巨大な監獄・獄門処が湖上にそびえる琵琶湖周辺を舞台に、獄門処への橋渡し役兼逃亡者捕縛を生業とする曇神社の三兄弟――天火、空丸、宙太郎の物語も、いよいよ本題に入ってきたという印象です。
…というよりも、第1巻の時点で本編が第1話のみ、あとはビフォアストーリーという破格な構成だったこともあって、ようやく第2巻に入って、本作がどういう物語なのかわかった、というのが正直な印象。
そもそもこの物語がどこに向かっているのか、そしてその中で三兄弟がどのような役割を果たすのか?
それがこの巻でようやくわかったように思います。
逃亡した元長州の人斬りを追い、ただ一人対峙する空丸。天火に頼るまいと必死に戦うも、腕前の差は歴然で、その命は風前の灯火となってしまいます。
そこに助っ人に入ったのは、神社の居候の青年・白子。凄まじい戦闘力を持つ彼の正体は、何と…
そしてようやく神社に駆けつけた天火の前に現れるは軍服に身を包んだ、しかし明らかにただ者ではない集団。
彼らこそは時の右大臣・岩倉具視直属部隊“犲”、そしてかつて天火が所属していた部隊でありました。
第1巻に収録された600年前の物語「泡沫に笑う」と、ここで示された情報を合わせることにより、物語の向かう先が見えてきます。
300年に一度復活し、この世に災いを振りまく怪物・オロチ。
復活の際には、自らを宿らせる器を必要とするオロチですが、しかし厄介なのは、その器が、オロチに敵対する者たちの中に、顕現することであります。
つまり、本来であればオロチと戦う同志の中に、その敵に力を与える者が入り交じっているということですが――さて、この明治の世でその候補者に含まれているのは、“犲”のメンバーと、そして曇神社の三兄弟。
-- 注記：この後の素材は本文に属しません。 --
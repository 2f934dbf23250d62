use super::Table;
use nodehealth_engine::RunSummary;
use nodehealth_types::{LinkRecord, MISSING_F64};

fn ber(value: f64) -> String {
    if value == MISSING_F64 {
        "-".to_string()
    } else {
        format!("{:e}", value)
    }
}

pub fn link_table(records: &[LinkRecord], color: bool) -> Table {
    let mut table = Table::new(
        &[
            "hostname",
            "interface",
            "link_state",
            "raw_phy_ber",
            "eff_phy_errs",
            "fec_tail",
            "flaps",
            "cable_serial",
            "status",
        ],
        color,
    );
    for record in records {
        let tail = record
            .fec_bins
            .highest_nonzero_bin()
            .map(|bin| format!("bin {}", bin))
            .unwrap_or_else(|| "-".to_string());
        table.status_row(
            vec![
                record.hostname.clone(),
                record.interface.clone(),
                record.link_state.clone(),
                ber(record.raw_phy_ber),
                record.eff_phy_errs.to_string(),
                tail,
                record.flap_count.to_string(),
                record.cable_serial.clone(),
            ],
            &record.status,
        );
    }
    table
}

pub fn summary_line(summary: &RunSummary) -> String {
    format!(
        "{} host(s), {} link(s): {} passed, {} warning(s), {} failed",
        summary.hosts, summary.links, summary.passed, summary.warnings, summary.failed
    )
}
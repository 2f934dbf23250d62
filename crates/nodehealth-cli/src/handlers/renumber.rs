use super::emit;
use crate::context::ExecutionContext;
use crate::views::Table;
use anyhow::Result;
use nodehealth_providers::Shape;
use nodehealth_providers::topology::standardize_interface;
use nodehealth_types::Severity;
use serde_json::json;

/// Returns whether any interface has no H100 counterpart.
pub fn handle(ctx: &ExecutionContext, shape: Shape, interfaces: &[String]) -> Result<bool> {
    let mut table = Table::new(&["shape", "interface", "h100"], ctx.color());
    let mut body = Vec::new();
    let mut unmapped = false;

    for interface in interfaces {
        let standard = standardize_interface(shape, interface);
        match &standard {
            Some(name) => table.row(
                vec![shape.to_string(), interface.clone()],
                Severity::Passed,
                name.clone(),
            ),
            None => {
                unmapped = true;
                table.row(
                    vec![shape.to_string(), interface.clone()],
                    Severity::Failed,
                    "no H100 slot",
                );
            }
        }
        body.push(json!({ "interface": interface, "h100": standard }));
    }

    emit(ctx, &table, &body, None)?;
    Ok(unmapped)
}
//! Fleet fan-out: copy the binary to each host over SCP, run a link check
//! there over SSH and bring the CSV report back.

use crate::config::FleetConfig;
use crate::error::{Error, Result};
use crate::report::{self, ReportFormat};
use nodehealth_core::{CommandOutput, CommandRunner, CommandSpec, natural_cmp, run_bounded};
use nodehealth_types::{FleetStep, FleetStepResult, LinkRecord, StepStatus};
use std::path::{Path, PathBuf};
use tracing::{info, warn};

pub const STEPS: [FleetStep; 4] = [
    FleetStep::Setup,
    FleetStep::Distribute,
    FleetStep::Execute,
    FleetStep::Collect,
];

/// What to run on every host.
#[derive(Debug, Clone)]
pub struct FleetJob {
    /// Local `nodehealth` binary copied to each host.
    pub executable: PathBuf,
    pub stamp: String,
    /// Extra arguments appended to the remote `link` command.
    pub extra_args: Vec<String>,
}

#[derive(Debug, Clone, Default)]
pub struct FleetOutcome {
    pub steps: Vec<FleetStepResult>,
    /// Reports copied back, one per host whose run completed.
    pub collected: Vec<PathBuf>,
}

impl FleetOutcome {
    pub fn failed_hosts(&self) -> Vec<&str> {
        let mut hosts: Vec<&str> = self
            .steps
            .iter()
            .filter(|s| s.status == StepStatus::Fail)
            .map(|s| s.host.as_str())
            .collect();
        hosts.sort_by(|a, b| natural_cmp(a, b));
        hosts.dedup();
        hosts
    }
}

pub struct Fleet<'a> {
    runner: &'a dyn CommandRunner,
    config: &'a FleetConfig,
}

impl<'a> Fleet<'a> {
    pub fn new(runner: &'a dyn CommandRunner, config: &'a FleetConfig) -> Self {
        Self { runner, config }
    }

    fn target(&self, host: &str) -> String {
        match &self.config.user {
            Some(user) => format!("{}@{}", user, host),
            None => host.to_string(),
        }
    }

    fn ssh(&self, host: &str, remote: String) -> CommandSpec {
        let mut spec = CommandSpec::new("ssh").args(["-o", "BatchMode=yes"]);
        if let Some(port) = self.config.port {
            spec = spec.arg("-p").arg(port.to_string());
        }
        if let Some(key) = &self.config.identity_file {
            spec = spec.arg("-i").arg(key.display().to_string());
        }
        spec.arg(self.target(host))
            .arg(remote)
            .timeout(self.config.timeout())
    }

    fn scp(&self, from: String, to: String) -> CommandSpec {
        let mut spec = CommandSpec::new("scp").args(["-o", "BatchMode=yes"]);
        if let Some(port) = self.config.port {
            spec = spec.arg("-P").arg(port.to_string());
        }
        if let Some(key) = &self.config.identity_file {
            spec = spec.arg("-i").arg(key.display().to_string());
        }
        spec.arg(from).arg(to).timeout(self.config.timeout())
    }

    /// Report file the remote run leaves in the working directory.
    pub fn report_name(host: &str, stamp: &str) -> String {
        report::link_report_name(host, stamp, ReportFormat::Csv)
    }

    /// Command for one step on one host.
    pub fn step_command(
        &self,
        job: &FleetJob,
        host: &str,
        step: FleetStep,
        local_dir: &Path,
    ) -> Result<CommandSpec> {
        let dir = &self.config.remote_dir;
        let exe_name = job
            .executable
            .file_name()
            .and_then(|n| n.to_str())
            .ok_or_else(|| {
                Error::InvalidInput(format!(
                    "not an executable path: {}",
                    job.executable.display()
                ))
            })?;

        Ok(match step {
            FleetStep::Setup => self.ssh(host, format!("mkdir -p {}", dir)),
            FleetStep::Distribute => self.scp(
                job.executable.display().to_string(),
                format!("{}:{}", self.target(host), dir),
            ),
            FleetStep::Execute => {
                let mut remote = format!(
                    "cd {}; ./{} --output-dir . link --date-stamp {} --address {} --format csv",
                    dir, exe_name, job.stamp, host
                );
                for arg in &job.extra_args {
                    remote.push(' ');
                    remote.push_str(arg);
                }
                self.ssh(host, remote)
            }
            FleetStep::Collect => self.scp(
                format!(
                    "{}:{}/{}",
                    self.target(host),
                    dir,
                    Self::report_name(host, &job.stamp)
                ),
                local_dir.display().to_string(),
            ),
        })
    }

    async fn run_host(&self, job: &FleetJob, host: &str, local_dir: &Path) -> Vec<FleetStepResult> {
        let mut results = Vec::with_capacity(STEPS.len());
        for step in STEPS {
            let spec = match self.step_command(job, host, step, local_dir) {
                Ok(spec) => spec,
                Err(err) => {
                    results.push(FleetStepResult {
                        host: host.to_string(),
                        step,
                        status: StepStatus::Fail,
                        command: String::new(),
                        output: err.to_string(),
                    });
                    break;
                }
            };
            let output = self.runner.run(&spec).await;
            let result = step_result(host, step, spec.display(), &output);
            let failed = result.status == StepStatus::Fail;
            if failed {
                warn!(host, step = %step, output = %result.output, "fleet step failed");
            }
            results.push(result);
            if failed {
                break;
            }
        }
        results
    }

    /// Run every step on every host, `concurrency` hosts at a time.
    ///
    /// A host stops at its first failed step; other hosts carry on.
    pub async fn run(
        &self,
        hosts: &[String],
        job: &FleetJob,
        local_dir: &Path,
    ) -> Result<FleetOutcome> {
        std::fs::create_dir_all(local_dir)?;
        info!(
            hosts = hosts.len(),
            concurrency = self.config.concurrency,
            remote_dir = %self.config.remote_dir,
            "starting fleet run"
        );

        let per_host = run_bounded(hosts.iter(), self.config.concurrency, |host| async move {
            (host, self.run_host(job, host, local_dir).await)
        })
        .await;

        let mut outcome = FleetOutcome::default();
        for (host, steps) in per_host {
            let completed = steps
                .iter()
                .any(|s| s.step == FleetStep::Collect && s.status == StepStatus::Pass);
            if completed {
                outcome
                    .collected
                    .push(local_dir.join(Self::report_name(host, &job.stamp)));
            }
            outcome.steps.extend(steps);
        }
        outcome.steps.sort_by(|a, b| {
            natural_cmp(&a.host, &b.host).then(step_index(a.step).cmp(&step_index(b.step)))
        });
        outcome.collected.sort();

        info!(
            collected = outcome.collected.len(),
            failed = outcome.failed_hosts().len(),
            "fleet run finished"
        );
        Ok(outcome)
    }
}

fn step_index(step: FleetStep) -> usize {
    STEPS.iter().position(|s| *s == step).unwrap_or(STEPS.len())
}

fn step_result(
    host: &str,
    step: FleetStep,
    command: String,
    output: &CommandOutput,
) -> FleetStepResult {
    let (status, text) = if output.success() {
        (StepStatus::Pass, output.stdout.trim().to_string())
    } else {
        (StepStatus::Fail, output.failure_reason().unwrap_or_default())
    };
    FleetStepResult {
        host: host.to_string(),
        step,
        status,
        command,
        output: text,
    }
}

/// Read and concatenate collected reports. Unreadable files are skipped.
pub fn merge_reports(paths: &[PathBuf]) -> Vec<LinkRecord> {
    let mut records = Vec::new();
    for path in paths {
        match report::read_link_report(path) {
            Ok(mut found) => records.append(&mut found),
            Err(err) => warn!(file = %path.display(), error = %err, "skipping unreadable report"),
        }
    }
    records
}

#[cfg(test)]
mod tests {
    use super::*;
    use nodehealth_testing::ScriptedRunner;

    fn job() -> FleetJob {
        FleetJob {
            executable: PathBuf::from("/usr/local/bin/nodehealth"),
            stamp: "20240110120000".to_string(),
            extra_args: vec!["--errors-only".to_string()],
        }
    }

    #[test]
    fn test_step_commands_carry_ssh_options() -> Result<()> {
        let config = FleetConfig {
            user: Some("opc".to_string()),
            port: Some(2222),
            ..FleetConfig::default()
        };
        let runner = ScriptedRunner::new();
        let fleet = Fleet::new(&runner, &config);
        let local = Path::new("/tmp/reports");

        let setup = fleet.step_command(&job(), "gpu-1", FleetStep::Setup, local)?;
        assert_eq!(
            setup.display(),
            "ssh -o BatchMode=yes -p 2222 opc@gpu-1 mkdir -p /tmp/nodehealth"
        );

        let distribute = fleet.step_command(&job(), "gpu-1", FleetStep::Distribute, local)?;
        assert_eq!(
            distribute.display(),
            "scp -o BatchMode=yes -P 2222 /usr/local/bin/nodehealth opc@gpu-1:/tmp/nodehealth"
        );

        let execute = fleet.step_command(&job(), "gpu-1", FleetStep::Execute, local)?;
        assert!(execute.display().ends_with(
            "cd /tmp/nodehealth; ./nodehealth --output-dir . link --date-stamp 20240110120000 --address gpu-1 --format csv --errors-only"
        ));

        let collect = fleet.step_command(&job(), "gpu-1", FleetStep::Collect, local)?;
        assert_eq!(
            collect.display(),
            "scp -o BatchMode=yes -P 2222 opc@gpu-1:/tmp/nodehealth/mlxlink_info_gpu-1_20240110120000.csv /tmp/reports"
        );
        Ok(())
    }

    #[test]
    fn test_step_command_rejects_bad_executable() {
        let config = FleetConfig::default();
        let runner = ScriptedRunner::new();
        let fleet = Fleet::new(&runner, &config);
        let bad = FleetJob {
            executable: PathBuf::from("/"),
            ..job()
        };
        assert!(
            fleet
                .step_command(&bad, "gpu-1", FleetStep::Distribute, Path::new("."))
                .is_err()
        );
    }
}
なるほど、誰が敵で誰が味方かわからないところに、バトルが発生する余地があるのか――と思いきや、それはものの見事にひっくり返されるのですが、それはさておき。
物語の大枠は見えてきたものの、もちろんまだ先はわからないことだらけ。
「獄門処に入る科人はある物を持って来るべし」という謎の掟が支配するという獄門処と、そこに潜む者に、どのような秘密があるのか。
600年前の因縁を抱いて生きる者に救いはあるのか。
そして、オロチの器と、自分たちの宿命と、三兄弟はどのように対峙することとなるのか。
画力筆力は言うことなし、キャラも物語も魅力的とくれば、あとはひたすら、作者が見せてくれる世界を楽しむほかありますまい。
気が早いですが、次の巻にも期待しているところであります。